What you will do: Keeping every word the same, return the listing from its first line until the line holding "quirks local and" has been returned as well.

Information given:
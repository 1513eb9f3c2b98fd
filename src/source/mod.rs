//! Market data source seam and provider adapters
//!
//! Providers differ in list/ticker/kline endpoints, payload shapes, and
//! interval-token spelling; each adapter keeps those quirks local and
//! surfaces every transport problem as a single `Fetch` error for the
//! health monitor.

pub mod binance;
pub mod kucoin;

use crate::config::{Provider, SourceConfig};
use crate::error::{BotError, Result};
use crate::types::{Candle, PriceObservation};
use async_trait::async_trait;

/// A pollable price/candle provider.
#[async_trait]
pub trait MarketDataSource: Send + Sync {
    fn name(&self) -> &str;

    /// The tradable symbol universe, possibly truncated by config.
    async fn list_symbols(&self) -> Result<Vec<String>>;

    /// Latest tick price for one symbol.
    async fn fetch_price(&self, symbol: &str) -> Result<PriceObservation>;

    /// Most recent candle spanning `window_minutes`.
    async fn fetch_candle(&self, symbol: &str, window_minutes: u32) -> Result<Candle>;
}

/// Build the configured provider adapter.
pub fn build(config: &SourceConfig) -> Result<Box<dyn MarketDataSource>> {
    Ok(match config.provider {
        Provider::Kucoin => Box::new(kucoin::KucoinSource::new(config)?),
        Provider::Binance => Box::new(binance::BinanceSource::new(config)?),
    })
}

pub(crate) fn http_client(timeout_secs: u64) -> Result<reqwest::Client> {
    reqwest::Client::builder()
        .timeout(std::time::Duration::from_secs(timeout_secs))
        .build()
        .map_err(|e| BotError::Config(format!("failed to build HTTP client: {e}")))
}

/// Kline rows arrive as arrays mixing strings and numbers depending on
/// the venue; accept either for a numeric field.
pub(crate) fn row_f64(row: &[serde_json::Value], idx: usize) -> Result<f64> {
    let value = row
        .get(idx)
        .ok_or_else(|| BotError::Fetch(format!("kline row missing field {idx}")))?;
    match value {
        serde_json::Value::Number(n) => n
            .as_f64()
            .ok_or_else(|| BotError::Fetch(format!("kline field {idx} out of range"))),
        serde_json::Value::String(s) => s
            .parse::<f64>()
            .map_err(|e| BotError::Fetch(format!("kline field {idx} not numeric: {e}"))),
        other => Err(BotError::Fetch(format!(
            "kline field {idx} has unexpected type: {other}"
        ))),
    }
}

#[cfg(test)]
mod tests {
    use super::*;
    use serde_json::json;

    #[test]
    fn row_f64_accepts_strings_and_numbers() {
        let row = vec![json!("1545904980"), json!("0.058"), json!(104.5)];
        assert_eq!(row_f64(&row, 1).unwrap(), 0.058);
        assert_eq!(row_f64(&row, 2).unwrap(), 104.5);
    }

    #[test]
    fn row_f64_rejects_missing_and_malformed_fields() {
        let row = vec![json!("x"), json!(null)];
        assert!(matches!(row_f64(&row, 0), Err(BotError::Fetch(_))));
        assert!(matches!(row_f64(&row, 1), Err(BotError::Fetch(_))));
        assert!(matches!(row_f64(&row, 9), Err(BotError::Fetch(_))));
    }
}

Written answer:
repository 1513eb9f3c2b98fd
filename src/source/mod.rs
//! Market data source seam and provider adapters
//!
//! Providers differ in list/ticker/kline endpoints, payload shapes, and
//! interval-token spelling; each adapter keeps those quirks local and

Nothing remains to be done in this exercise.